Saved data entries
-----

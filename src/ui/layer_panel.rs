// Copyright 2025 Chris Custine
//
// Licensed under the Apache License, Version 2.0 (the "License");
// you may not use this file except in compliance with the License.
// You may obtain a copy of the License at
//
//     http://www.apache.org/licenses/LICENSE-2.0
//
// Unless required by applicable law or agreed to in writing, software
// distributed under the License is distributed on an "AS IS" BASIS,
// WITHOUT WARRANTIES OR CONDITIONS OF ANY KIND, either express or implied.
// See the License for the specific language governing permissions and
// limitations under the License.

//! Layer explorer side panel: layer toggles, spectral filters and the
//! region analysis button.

use bloom_layers::{LayerSelection, EXPLORER_LAYERS};
use eframe::egui;

use crate::analysis::AnalysisRequest;
use crate::config::AppConfig;

const ACCENT: egui::Color32 = egui::Color32::from_rgb(61, 255, 138);
const MUTED: egui::Color32 = egui::Color32::from_rgb(130, 150, 160);

/// Something the user did in the panel that the app must apply
#[derive(Debug, Clone, PartialEq)]
pub enum PanelAction {
    /// Add or remove a layer label
    ToggleLayer(&'static str),
    /// A filter slider moved
    FiltersChanged,
    /// Build an analysis request for the selected region
    Analyze,
}

#[derive(Debug, Default)]
pub struct LayerPanel {
    last_request: Option<AnalysisRequest>,
}

impl LayerPanel {
    pub fn new() -> Self {
        Self::default()
    }

    /// Remember the most recent request for display
    pub fn set_last_request(&mut self, request: AnalysisRequest) {
        self.last_request = Some(request);
    }

    pub fn render(
        &mut self,
        ui: &mut egui::Ui,
        layers: &LayerSelection,
        config: &mut AppConfig,
    ) -> Vec<PanelAction> {
        let mut actions = Vec::new();

        Self::render_layers_section(ui, layers, &mut actions);
        ui.add_space(12.0);
        Self::render_filters_section(ui, config, &mut actions);
        ui.add_space(12.0);
        self.render_region_section(ui, config, &mut actions);

        actions
    }

    fn section_header(ui: &mut egui::Ui, text: &str) {
        ui.label(egui::RichText::new(text).color(ACCENT).size(13.0).strong());
        ui.add_space(4.0);
    }

    fn render_layers_section(
        ui: &mut egui::Ui,
        layers: &LayerSelection,
        actions: &mut Vec<PanelAction>,
    ) {
        Self::section_header(ui, "◈ Satellite Layers");

        for kind in EXPLORER_LAYERS {
            let label = kind.label();
            let mut active = layers.contains(label);
            let text = if active {
                egui::RichText::new(label).color(egui::Color32::WHITE).strong()
            } else {
                egui::RichText::new(label).color(MUTED)
            };
            if ui.checkbox(&mut active, text).changed() {
                actions.push(PanelAction::ToggleLayer(label));
            }
        }
    }

    fn render_filters_section(
        ui: &mut egui::Ui,
        config: &mut AppConfig,
        actions: &mut Vec<PanelAction>,
    ) {
        Self::section_header(ui, "◈ Spectral Filters");

        ui.label(egui::RichText::new("Max cloud cover").color(MUTED).size(11.0));
        let cloud = ui.add(egui::Slider::new(&mut config.max_cloud_cover, 0..=100).suffix("%"));

        ui.add_space(6.0);

        ui.label(egui::RichText::new("NDVI threshold").color(MUTED).size(11.0));
        let ndvi = ui.add(
            egui::Slider::new(&mut config.ndvi_min, 0.0..=1.0)
                .step_by(0.1)
                .fixed_decimals(1),
        );

        if cloud.changed() || ndvi.changed() {
            actions.push(PanelAction::FiltersChanged);
        }
    }

    fn render_region_section(
        &self,
        ui: &mut egui::Ui,
        config: &AppConfig,
        actions: &mut Vec<PanelAction>,
    ) {
        ui.separator();
        ui.label(egui::RichText::new("Selected Region").color(egui::Color32::WHITE).size(12.0));
        ui.label(
            egui::RichText::new(format!(
                "Lat: {:.2}, Lon: {:.2}",
                config.region.latitude, config.region.longitude
            ))
            .color(MUTED)
            .size(10.0)
            .monospace(),
        );

        ui.add_space(6.0);

        let button = egui::Button::new(
            egui::RichText::new("Analyze Region ▶")
                .color(egui::Color32::from_rgb(5, 15, 33))
                .strong(),
        )
        .fill(ACCENT)
        .min_size(egui::vec2(ui.available_width(), 32.0));

        if ui.add(button).clicked() {
            actions.push(PanelAction::Analyze);
        }

        if let Some(request) = &self.last_request {
            ui.add_space(6.0);
            ui.label(
                egui::RichText::new(format!(
                    "Request {} sent {}",
                    short_id(request),
                    request.requested_at.format("%H:%M:%S UTC")
                ))
                .color(MUTED)
                .size(9.0)
                .monospace(),
            );
            ui.label(
                egui::RichText::new(request.metrics.to_string())
                    .color(ACCENT)
                    .size(9.0)
                    .monospace(),
            );
        }
    }
}

/// First block of the request UUID
fn short_id(request: &AnalysisRequest) -> String {
    request
        .id
        .simple()
        .to_string()
        .chars()
        .take(8)
        .collect()
}

#[cfg(test)]
mod tests {
    use super::*;
    use crate::config::RegionConfig;

    #[test]
    fn test_short_id() {
        let request = AnalysisRequest::from_map(
            &RegionConfig::default(),
            &LayerSelection::new(),
            12,
            0.4,
        );
        let id = short_id(&request);
        assert_eq!(id.len(), 8);
        assert!(request.id.simple().to_string().starts_with(&id));
    }
}
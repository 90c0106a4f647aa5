// Copyright 2025 Chris Custine
//
// Licensed under the Apache License, Version 2.0 (the "License");
// you may not use this file except in compliance with the License.
// You may obtain a copy of the License at
//
//     http://www.apache.org/licenses/LICENSE-2.0
//
// Unless required by applicable law or agreed to in writing, software
// distributed under the License is distributed on an "AS IS" BASIS,
// WITHOUT WARRANTIES OR CONDITIONS OF ANY KIND, either express or implied.
// See the License for the specific language governing permissions and
// limitations under the License.

use std::fmt;
use std::str::FromStr;

use serde::{Deserialize, Serialize};

use super::LayerError;

/// Known data layers a user can switch on.
///
/// Each kind maps to the free-text label the resolver matches against, so
/// a selection built from kinds resolves exactly like one typed by hand.
#[derive(Debug, Clone, Copy, PartialEq, Eq, Hash, Serialize, Deserialize)]
pub enum LayerKind {
    SentinelRgb,
    Landsat,
    Sar,
    UNetMask,
    NdviHeatmap,
}

/// Layers offered by the explorer panel, in display order.
pub const EXPLORER_LAYERS: [LayerKind; 4] = [
    LayerKind::SentinelRgb,
    LayerKind::Landsat,
    LayerKind::Sar,
    LayerKind::UNetMask,
];

impl LayerKind {
    pub const ALL: [LayerKind; 5] = [
        LayerKind::SentinelRgb,
        LayerKind::Landsat,
        LayerKind::Sar,
        LayerKind::UNetMask,
        LayerKind::NdviHeatmap,
    ];

    /// Label as shown in the UI and matched by the resolver
    #[must_use]
    pub fn label(self) -> &'static str {
        match self {
            LayerKind::SentinelRgb => "Sentinel-2 RGB",
            LayerKind::Landsat => "Landsat 8",
            LayerKind::Sar => "SAR (Radar)",
            LayerKind::UNetMask => "U-Net Mask (AI)",
            LayerKind::NdviHeatmap => "NDVI Heatmap",
        }
    }

    /// Short name accepted on the command line
    #[must_use]
    pub fn slug(self) -> &'static str {
        match self {
            LayerKind::SentinelRgb => "sentinel",
            LayerKind::Landsat => "landsat",
            LayerKind::Sar => "sar",
            LayerKind::UNetMask => "mask",
            LayerKind::NdviHeatmap => "ndvi",
        }
    }
}

impl fmt::Display for LayerKind {
    fn fmt(&self, f: &mut fmt::Formatter<'_>) -> fmt::Result {
        f.write_str(self.label())
    }
}

impl FromStr for LayerKind {
    type Err = LayerError;

    fn from_str(s: &str) -> Result<Self, Self::Err> {
        let s = s.trim();
        Self::ALL
            .into_iter()
            .find(|kind| kind.label() == s || kind.slug().eq_ignore_ascii_case(s))
            .ok_or_else(|| LayerError::UnknownLayer(s.to_owned()))
    }
}

#[cfg(test)]
mod tests {
    use super::*;
    use crate::layer::{resolve_tile_source, TileSource};

    #[test]
    fn test_parse_label_and_slug() {
        assert_eq!("U-Net Mask (AI)".parse::<LayerKind>(), Ok(LayerKind::UNetMask));
        assert_eq!("NDVI".parse::<LayerKind>(), Ok(LayerKind::NdviHeatmap));
        assert_eq!(" landsat ".parse::<LayerKind>(), Ok(LayerKind::Landsat));
    }

    #[test]
    fn test_parse_unknown() {
        assert_eq!(
            "thermal".parse::<LayerKind>(),
            Err(LayerError::UnknownLayer("thermal".to_string()))
        );
        // Labels are exact, only slugs ignore case
        assert!("sar (radar)".parse::<LayerKind>().is_err());
    }

    #[test]
    fn test_labels_resolve_like_free_text() {
        assert_eq!(resolve_tile_source(&[LayerKind::SentinelRgb.label()]), TileSource::Satellite);
        assert_eq!(resolve_tile_source(&[LayerKind::Landsat.label()]), TileSource::Satellite);
        assert_eq!(resolve_tile_source(&[LayerKind::Sar.label()]), TileSource::DarkBasemap);
    }
}
use sqlx::postgres::{PgPool, PgPoolOptions};
use tracing::info;

use crate::error::Result;

/// PostgreSQL storage adapter shared by all workers
#[derive(Clone)]
pub struct PostgresStore {
    pool: PgPool,
}

impl PostgresStore {
    /// Create a new PostgreSQL store
    pub async fn new(database_url: &str, max_connections: u32) -> Result<Self> {
        let pool = PgPoolOptions::new()
            .max_connections(max_connections)
            .connect(database_url)
            .await?;

        info!("Connected to PostgreSQL");
        Ok(Self { pool })
    }

    /// Create a store from an existing connection pool
    pub fn from_pool(pool: PgPool) -> Self {
        Self { pool }
    }

    /// Run migrations
    pub async fn migrate(&self) -> Result<()> {
        sqlx::migrate!("./migrations").run(&self.pool).await?;
        info!("Database migrations completed");
        Ok(())
    }

    /// Get the connection pool
    pub fn pool(&self) -> &PgPool {
        &self.pool
    }

    /// Liveness probe used by the health endpoint
    pub async fn ping(&self) -> Result<()> {
        sqlx::query("SELECT 1").execute(&self.pool).await?;
        Ok(())
    }
}
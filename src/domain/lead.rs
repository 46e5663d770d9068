use chrono::{DateTime, Utc};
use serde::{Deserialize, Serialize};
use std::collections::BTreeMap;
use uuid::Uuid;

/// Lead lifecycle status
#[derive(Debug, Clone, Copy, PartialEq, Eq, Serialize, Deserialize)]
#[serde(rename_all = "snake_case")]
pub enum LeadStatus {
    New,
    Contacted,
    Qualified,
    Nurturing,
    Customer,
    Churned,
}

impl LeadStatus {
    pub fn as_str(&self) -> &'static str {
        match self {
            LeadStatus::New => "new",
            LeadStatus::Contacted => "contacted",
            LeadStatus::Qualified => "qualified",
            LeadStatus::Nurturing => "nurturing",
            LeadStatus::Customer => "customer",
            LeadStatus::Churned => "churned",
        }
    }
}

impl TryFrom<&str> for LeadStatus {
    type Error = String;

    fn try_from(s: &str) -> Result<Self, Self::Error> {
        match s {
            "new" => Ok(LeadStatus::New),
            "contacted" => Ok(LeadStatus::Contacted),
            "qualified" => Ok(LeadStatus::Qualified),
            "nurturing" => Ok(LeadStatus::Nurturing),
            "customer" => Ok(LeadStatus::Customer),
            "churned" => Ok(LeadStatus::Churned),
            other => Err(format!("unknown lead status: {other}")),
        }
    }
}

/// Funnel stage. Ordered; promotions never regress on decay.
#[derive(Debug, Clone, Copy, PartialEq, Eq, PartialOrd, Ord, Serialize, Deserialize)]
#[serde(rename_all = "snake_case")]
pub enum LifecycleStage {
    Lead,
    Mql,
    Sql,
    Opportunity,
    Customer,
}

impl LifecycleStage {
    pub fn as_str(&self) -> &'static str {
        match self {
            LifecycleStage::Lead => "lead",
            LifecycleStage::Mql => "mql",
            LifecycleStage::Sql => "sql",
            LifecycleStage::Opportunity => "opportunity",
            LifecycleStage::Customer => "customer",
        }
    }

    /// Stage implied by a total score. Used only for upward promotion.
    pub fn for_total_score(total: i32) -> Self {
        if total >= 80 {
            LifecycleStage::Sql
        } else if total >= 40 {
            LifecycleStage::Mql
        } else {
            LifecycleStage::Lead
        }
    }

    /// Promote to `candidate` only if it is further down the funnel
    pub fn promoted_to(self, candidate: LifecycleStage) -> Self {
        self.max(candidate)
    }
}

impl TryFrom<&str> for LifecycleStage {
    type Error = String;

    fn try_from(s: &str) -> Result<Self, Self::Error> {
        match s {
            "lead" => Ok(LifecycleStage::Lead),
            "mql" => Ok(LifecycleStage::Mql),
            "sql" => Ok(LifecycleStage::Sql),
            "opportunity" => Ok(LifecycleStage::Opportunity),
            "customer" => Ok(LifecycleStage::Customer),
            other => Err(format!("unknown lifecycle stage: {other}")),
        }
    }
}

/// Routing state of a lead relative to the Global Pool
#[derive(Debug, Clone, Copy, PartialEq, Eq, Serialize, Deserialize)]
#[serde(rename_all = "snake_case")]
pub enum RoutingStatus {
    Unrouted,
    Routed,
    ManualReview,
    Stuck,
}

impl RoutingStatus {
    pub fn as_str(&self) -> &'static str {
        match self {
            RoutingStatus::Unrouted => "unrouted",
            RoutingStatus::Routed => "routed",
            RoutingStatus::ManualReview => "manual_review",
            RoutingStatus::Stuck => "stuck",
        }
    }
}

impl TryFrom<&str> for RoutingStatus {
    type Error = String;

    fn try_from(s: &str) -> Result<Self, Self::Error> {
        match s {
            "unrouted" => Ok(RoutingStatus::Unrouted),
            "routed" => Ok(RoutingStatus::Routed),
            "manual_review" => Ok(RoutingStatus::ManualReview),
            "stuck" => Ok(RoutingStatus::Stuck),
            other => Err(format!("unknown routing status: {other}")),
        }
    }
}

/// Product intent classification
#[derive(Debug, Clone, Copy, PartialEq, Eq, PartialOrd, Ord, Serialize, Deserialize)]
#[serde(rename_all = "snake_case")]
pub enum Intent {
    /// Academic / research lab sequencing
    Research,
    /// Enterprise lab enablement
    B2b,
    /// Panel co-creation partnerships
    CoCreation,
}

impl Intent {
    pub const ALL: [Intent; 3] = [Intent::B2b, Intent::CoCreation, Intent::Research];

    pub fn as_str(&self) -> &'static str {
        match self {
            Intent::Research => "research",
            Intent::B2b => "b2b",
            Intent::CoCreation => "co_creation",
        }
    }

    /// Pipeline slug a routable lead with this intent lands in
    pub fn pipeline_slug(&self) -> &'static str {
        match self {
            Intent::Research => "research-lab",
            Intent::B2b => "b2b-lab-enablement",
            Intent::CoCreation => "panel-co-creation",
        }
    }
}

impl std::fmt::Display for Intent {
    fn fmt(&self, f: &mut std::fmt::Formatter<'_>) -> std::fmt::Result {
        f.write_str(self.as_str())
    }
}

impl TryFrom<&str> for Intent {
    type Error = String;

    fn try_from(s: &str) -> Result<Self, Self::Error> {
        match s {
            "research" => Ok(Intent::Research),
            "b2b" => Ok(Intent::B2b),
            "co_creation" => Ok(Intent::CoCreation),
            other => Err(format!("unknown intent: {other}")),
        }
    }
}

/// Accumulated confidence points per intent.
///
/// A BTreeMap keyed by the intent's wire name keeps iteration order
/// deterministic, which the argmax tiebreak relies on (lexicographic).
pub type IntentSummary = BTreeMap<String, i64>;

/// Scoring category for rule configuration and the ledger
#[derive(Debug, Clone, Copy, PartialEq, Eq, Serialize, Deserialize)]
#[serde(rename_all = "snake_case")]
pub enum ScoreCategory {
    Demographic,
    Engagement,
    Behavior,
}

impl ScoreCategory {
    pub const ALL: [ScoreCategory; 3] = [
        ScoreCategory::Demographic,
        ScoreCategory::Engagement,
        ScoreCategory::Behavior,
    ];

    pub fn as_str(&self) -> &'static str {
        match self {
            ScoreCategory::Demographic => "demographic",
            ScoreCategory::Engagement => "engagement",
            ScoreCategory::Behavior => "behavior",
        }
    }
}

impl TryFrom<&str> for ScoreCategory {
    type Error = String;

    fn try_from(s: &str) -> Result<Self, Self::Error> {
        match s {
            "demographic" => Ok(ScoreCategory::Demographic),
            "engagement" => Ok(ScoreCategory::Engagement),
            "behavior" => Ok(ScoreCategory::Behavior),
            other => Err(format!("unknown score category: {other}")),
        }
    }
}

/// Denormalized per-category scores. The score-history ledger is
/// authoritative; these exist to avoid an aggregation query per read.
#[derive(Debug, Clone, Copy, Default, PartialEq, Eq, Serialize, Deserialize)]
pub struct Scores {
    pub demographic: i32,
    pub engagement: i32,
    pub behavior: i32,
}

impl Scores {
    pub fn total(&self) -> i32 {
        self.demographic + self.engagement + self.behavior
    }

    pub fn get(&self, category: ScoreCategory) -> i32 {
        match category {
            ScoreCategory::Demographic => self.demographic,
            ScoreCategory::Engagement => self.engagement,
            ScoreCategory::Behavior => self.behavior,
        }
    }

    pub fn set(&mut self, category: ScoreCategory, value: i32) {
        match category {
            ScoreCategory::Demographic => self.demographic = value,
            ScoreCategory::Engagement => self.engagement = value,
            ScoreCategory::Behavior => self.behavior = value,
        }
    }
}

/// Score tier reached when the total crosses a threshold upward
#[derive(Debug, Clone, Copy, PartialEq, Eq, Serialize, Deserialize)]
#[serde(rename_all = "snake_case")]
pub enum ScoreTier {
    Warm,
    Hot,
    VeryHot,
}

impl ScoreTier {
    pub fn threshold(&self) -> i32 {
        match self {
            ScoreTier::Warm => 40,
            ScoreTier::Hot => 80,
            ScoreTier::VeryHot => 120,
        }
    }

    pub fn as_str(&self) -> &'static str {
        match self {
            ScoreTier::Warm => "warm",
            ScoreTier::Hot => "hot",
            ScoreTier::VeryHot => "very_hot",
        }
    }

    /// Highest tier boundary crossed upward between two totals, if any
    pub fn crossed(pre_total: i32, post_total: i32) -> Option<ScoreTier> {
        let mut crossed = None;
        for tier in [ScoreTier::Warm, ScoreTier::Hot, ScoreTier::VeryHot] {
            if pre_total < tier.threshold() && post_total >= tier.threshold() {
                crossed = Some(tier);
            }
        }
        crossed
    }
}

/// First/last touch attribution snapshot
#[derive(Debug, Clone, Default, Serialize, Deserialize)]
pub struct Attribution {
    pub first_touch_source: Option<String>,
    pub first_touch_campaign: Option<String>,
    pub first_touch_date: Option<DateTime<Utc>>,
    pub last_touch_source: Option<String>,
    pub last_touch_campaign: Option<String>,
    pub last_touch_date: Option<DateTime<Utc>>,
}

/// The unit of routing
#[derive(Debug, Clone, Serialize, Deserialize)]
pub struct Lead {
    pub id: Uuid,
    pub email: String,
    /// Synthesized placeholder email, never used for outbound
    pub placeholder_email: bool,
    pub portal_id: Option<String>,
    pub linkedin_url: Option<String>,
    pub waalaxy_id: Option<String>,
    pub lemlist_id: Option<String>,
    pub first_name: Option<String>,
    pub last_name: Option<String>,
    pub phone: Option<String>,
    pub job_title: Option<String>,
    pub organization_id: Option<Uuid>,
    pub status: LeadStatus,
    pub lifecycle_stage: LifecycleStage,
    pub scores: Scores,
    pub pipeline_id: Option<Uuid>,
    pub routing_status: RoutingStatus,
    pub routed_at: Option<DateTime<Utc>>,
    pub primary_intent: Option<Intent>,
    pub intent_confidence: i32,
    pub intent_summary: IntentSummary,
    pub attribution: Attribution,
    pub gdpr_consent_at: Option<DateTime<Utc>>,
    pub gdpr_consent_source: Option<String>,
    pub deletion_requested_at: Option<DateTime<Utc>>,
    pub created_at: DateTime<Utc>,
    pub updated_at: DateTime<Utc>,
    pub last_activity_at: Option<DateTime<Utc>>,
}

impl Lead {
    pub fn total_score(&self) -> i32 {
        self.scores.total()
    }

    /// A deletion-requested lead is never used as a routing source
    pub fn is_routing_candidate(&self) -> bool {
        self.deletion_requested_at.is_none()
    }

    pub fn display_name(&self) -> String {
        match (&self.first_name, &self.last_name) {
            (Some(first), Some(last)) => format!("{first} {last}"),
            (Some(first), None) => first.clone(),
            (None, Some(last)) => last.clone(),
            (None, None) => self.email.clone(),
        }
    }

    pub fn in_global_pool(&self) -> bool {
        self.pipeline_id.is_none()
    }
}

#[cfg(test)]
mod tests {
    use super::*;

    #[test]
    fn test_tier_crossing_boundaries() {
        // Exactly at the boundary counts as crossed
        assert_eq!(ScoreTier::crossed(39, 40), Some(ScoreTier::Warm));
        assert_eq!(ScoreTier::crossed(79, 80), Some(ScoreTier::Hot));
        assert_eq!(ScoreTier::crossed(119, 120), Some(ScoreTier::VeryHot));
        // Already past the boundary does not re-fire
        assert_eq!(ScoreTier::crossed(40, 60), None);
        // Downward movement never crosses
        assert_eq!(ScoreTier::crossed(90, 70), None);
        // One jump over several boundaries reports the highest
        assert_eq!(ScoreTier::crossed(10, 130), Some(ScoreTier::VeryHot));
    }

    #[test]
    fn test_lifecycle_promotion_is_sticky() {
        assert_eq!(LifecycleStage::for_total_score(39), LifecycleStage::Lead);
        assert_eq!(LifecycleStage::for_total_score(40), LifecycleStage::Mql);
        assert_eq!(LifecycleStage::for_total_score(80), LifecycleStage::Sql);

        // Decay below 80 keeps SQL
        let stage = LifecycleStage::Sql;
        assert_eq!(
            stage.promoted_to(LifecycleStage::for_total_score(50)),
            LifecycleStage::Sql
        );
        // Customer never regresses
        assert_eq!(
            LifecycleStage::Customer.promoted_to(LifecycleStage::Mql),
            LifecycleStage::Customer
        );
    }

    #[test]
    fn test_scores_total_invariant() {
        let mut scores = Scores::default();
        scores.set(ScoreCategory::Demographic, 15);
        scores.set(ScoreCategory::Engagement, 20);
        scores.set(ScoreCategory::Behavior, 30);
        assert_eq!(scores.total(), 65);
        assert_eq!(scores.get(ScoreCategory::Engagement), 20);
    }

    #[test]
    fn test_intent_pipeline_mapping() {
        assert_eq!(Intent::Research.pipeline_slug(), "research-lab");
        assert_eq!(Intent::B2b.pipeline_slug(), "b2b-lab-enablement");
        assert_eq!(Intent::CoCreation.pipeline_slug(), "panel-co-creation");
    }

    #[test]
    fn test_intent_round_trip() {
        for intent in Intent::ALL {
            assert_eq!(Intent::try_from(intent.as_str()).unwrap(), intent);
        }
        assert!(Intent::try_from("ml_inferred").is_err());
    }

    #[test]
    fn test_display_name_fallback() {
        let mut lead = sample_lead();
        assert_eq!(lead.display_name(), "Ada Lovelace");
        lead.first_name = None;
        lead.last_name = None;
        assert_eq!(lead.display_name(), "ada@uni-test.edu");
    }

    fn sample_lead() -> Lead {
        Lead {
            id: Uuid::new_v4(),
            email: "ada@uni-test.edu".to_string(),
            placeholder_email: false,
            portal_id: None,
            linkedin_url: None,
            waalaxy_id: None,
            lemlist_id: None,
            first_name: Some("Ada".to_string()),
            last_name: Some("Lovelace".to_string()),
            phone: None,
            job_title: None,
            organization_id: None,
            status: LeadStatus::New,
            lifecycle_stage: LifecycleStage::Lead,
            scores: Scores::default(),
            pipeline_id: None,
            routing_status: RoutingStatus::Unrouted,
            routed_at: None,
            primary_intent: None,
            intent_confidence: 0,
            intent_summary: IntentSummary::new(),
            attribution: Attribution::default(),
            gdpr_consent_at: None,
            gdpr_consent_source: None,
            deletion_requested_at: None,
            created_at: Utc::now(),
            updated_at: Utc::now(),
            last_activity_at: None,
        }
    }
}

-----

● **Your assignment**: In the entries above, find the line with "pub fn total_score(&self)" and the line with "assert_eq!(ScoreTier::crossed(40, 60), None);", then restate word for word both of them and every line between, with nothing more.

● **Solved exercise**:
    pub fn total_score(&self) -> i32 {
        self.scores.total()
    }

    /// A deletion-requested lead is never used as a routing source
    pub fn is_routing_candidate(&self) -> bool {
        self.deletion_requested_at.is_none()
    }

    pub fn display_name(&self) -> String {
        match (&self.first_name, &self.last_name) {
            (Some(first), Some(last)) => format!("{first} {last}"),
            (Some(first), None) => first.clone(),
            (None, Some(last)) => last.clone(),
            (None, None) => self.email.clone(),
        }
    }

    pub fn in_global_pool(&self) -> bool {
        self.pipeline_id.is_none()
    }
}

#[cfg(test)]
mod tests {
    use super::*;

    #[test]
    fn test_tier_crossing_boundaries() {
        // Exactly at the boundary counts as crossed
        assert_eq!(ScoreTier::crossed(39, 40), Some(ScoreTier::Warm));
        assert_eq!(ScoreTier::crossed(79, 80), Some(ScoreTier::Hot));
        assert_eq!(ScoreTier::crossed(119, 120), Some(ScoreTier::VeryHot));
        // Already past the boundary does not re-fire
        assert_eq!(ScoreTier::crossed(40, 60), None);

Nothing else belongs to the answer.